As I re-read through my blog yet one more time, I find myself wondering – when did my sense of blog audience change?
I didn’t start my blog with a specific audience in mind. I wrote it for me, but also for my family and friends – so they would know what was going on. I also in part thought I was writing it for healthcare professionals (or health science researchers). I was in part in search of ways to make meaning out of what was happening to me. I wanted to make sure that my experience mattered.
At some point, my blog audience changed. Not that it was reduced, just that I realized that part of my audience was fellow breast cancer patients. At some point I realized my most important audience was fellow breast cancer patients. I realize that by sharing my experience I was helping others understand their experiences.
I do wonder if it was one particular commenter on my blog that changed my perspective on my blog audience.
I started to look through the comments on my blogs, in search of where I started to see comments from others who where not family/friends/acquaintances before my cancer. I’m not including Kate in this analysis. I didn’t really know her before cancer, but was connected with her within the few couple of days of my diagnosis. A long chain email communication ensued – and many of my blog posts are inspired by our conversations. I’m having difficulty articulating why, but this relationship was different and not exactly what I’m getting at with the change in blog audience.

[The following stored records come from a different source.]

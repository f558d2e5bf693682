use sqlx::FromRow;
use uuid::Uuid;

/// Database model for an organisation (tenant)
#[derive(Debug, Clone, FromRow)]
pub struct Organisation {
    pub id: Uuid,
    pub slug: String,
}
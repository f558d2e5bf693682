use serde::{Deserialize, Serialize};
use utoipa::ToSchema;
use uuid::Uuid;

/// JSON body returned by the submission endpoint, for success and failure alike
#[derive(Debug, Clone, PartialEq, Serialize, Deserialize, ToSchema)]
#[serde(rename_all = "camelCase")]
pub struct SubmissionResponse {
    pub ok: bool,
    #[serde(skip_serializing_if = "Option::is_none")]
    pub message: Option<String>,
    #[serde(skip_serializing_if = "Option::is_none")]
    pub report_id: Option<Uuid>,
    #[serde(skip_serializing_if = "Option::is_none")]
    pub email_sent: Option<bool>,
    #[serde(skip_serializing_if = "Option::is_none")]
    pub email_error: Option<String>,
}

impl SubmissionResponse {
    pub fn success(report_id: Uuid, email_sent: bool, email_error: Option<String>) -> Self {
        Self {
            ok: true,
            message: None,
            report_id: Some(report_id),
            email_sent: Some(email_sent),
            email_error,
        }
    }

    pub fn failure(message: impl Into<String>) -> Self {
        Self {
            ok: false,
            message: Some(message.into()),
            report_id: None,
            email_sent: None,
            email_error: None,
        }
    }
}

#[cfg(test)]
mod tests {
    use super::*;
    use serde_json::json;

    #[test]
    fn test_failure_serializes_without_optional_fields() {
        let body = serde_json::to_value(SubmissionResponse::failure("Invalid organisation")).unwrap();
        assert_eq!(body, json!({ "ok": false, "message": "Invalid organisation" }));
    }

    #[test]
    fn test_success_uses_camel_case_keys() {
        let id = Uuid::new_v4();
        let body = serde_json::to_value(SubmissionResponse::success(
            id,
            false,
            Some("Notification email is not configured".to_string()),
        ))
        .unwrap();

        assert_eq!(body["ok"], json!(true));
        assert_eq!(body["reportId"], json!(id.to_string()));
        assert_eq!(body["emailSent"], json!(false));
        assert_eq!(body["emailError"], json!("Notification email is not configured"));
        assert!(body.get("message").is_none());
    }
}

My early connections with other breast cancer patients was through breast cancer blogs or social media sites. I see their comments on my site, in part as a response to comments or pings I had left on their blogs. The first was August 6, 2014 when I wrote about how transitions matter. Stacey left comments on my blog after I mentioned our in-person conversation.
August 13, 2014 when I wrote about Wondering Why? was when I first really welcomed into the breast cancer blogosphere. Several fellow cancer bloggers left a comment on my blog that day, after I had linked to a post by Nancy Stordahl, who blogs over at Nancy’s Point. Her blog was one of the first breast cancer blogs I followed. More specifically, she is someone who I had not come into any contact with before breast cancer. In some ways, this can be seen as my official entrance into the breast cancer blogging community. That same post also saw my first response from Catherine at Facing Cancer (which appears to be a commercial website so I’m not going to link directly to it here). As time went on, Catherine continued to leave inspiring comments on my posts, letting me know that someone was listening.
On August 18, Wendy left a comment on my August 16th post – Courting a New Lover which was a repost of a story written by Cathy Foster. This comment represents a bit of a transition. In the comment, Wendy says “I wanted to thank you for writing your blog, I have just finished treatment for bilateral breast cancer and so much of your process resonated for me even though our treatment plans are completely different.” This comment goes to the heart of what I’m getting at when I talk about the change in audience for my blog. I don’t know that I had realized it at the time, but later I would realize that comments like Wendy’s are one of the biggest ‘rewards’ I get for the work of blogging about my experience.
I regularly received comments but also private emails encouraging me to continue blogging and thanking me for sharing my story. Here are a couple more:
- Elaine on September 28, 2014 on the post I wrote September 23, 2014
- Dianna on November 13, 2014 on a post I had written on June 21, 2014 (before I started treatment)
So, although I received comments as early as August 18, I think the transition took place closer to September 23, 2014 – when I started to write more about the research I was doing, and what all that information meant (from my perspective).
This is something I’m going to have to think more about. Was there a specific time when my blogging changed as I saw the new audience – that of fellow breast cancer patient?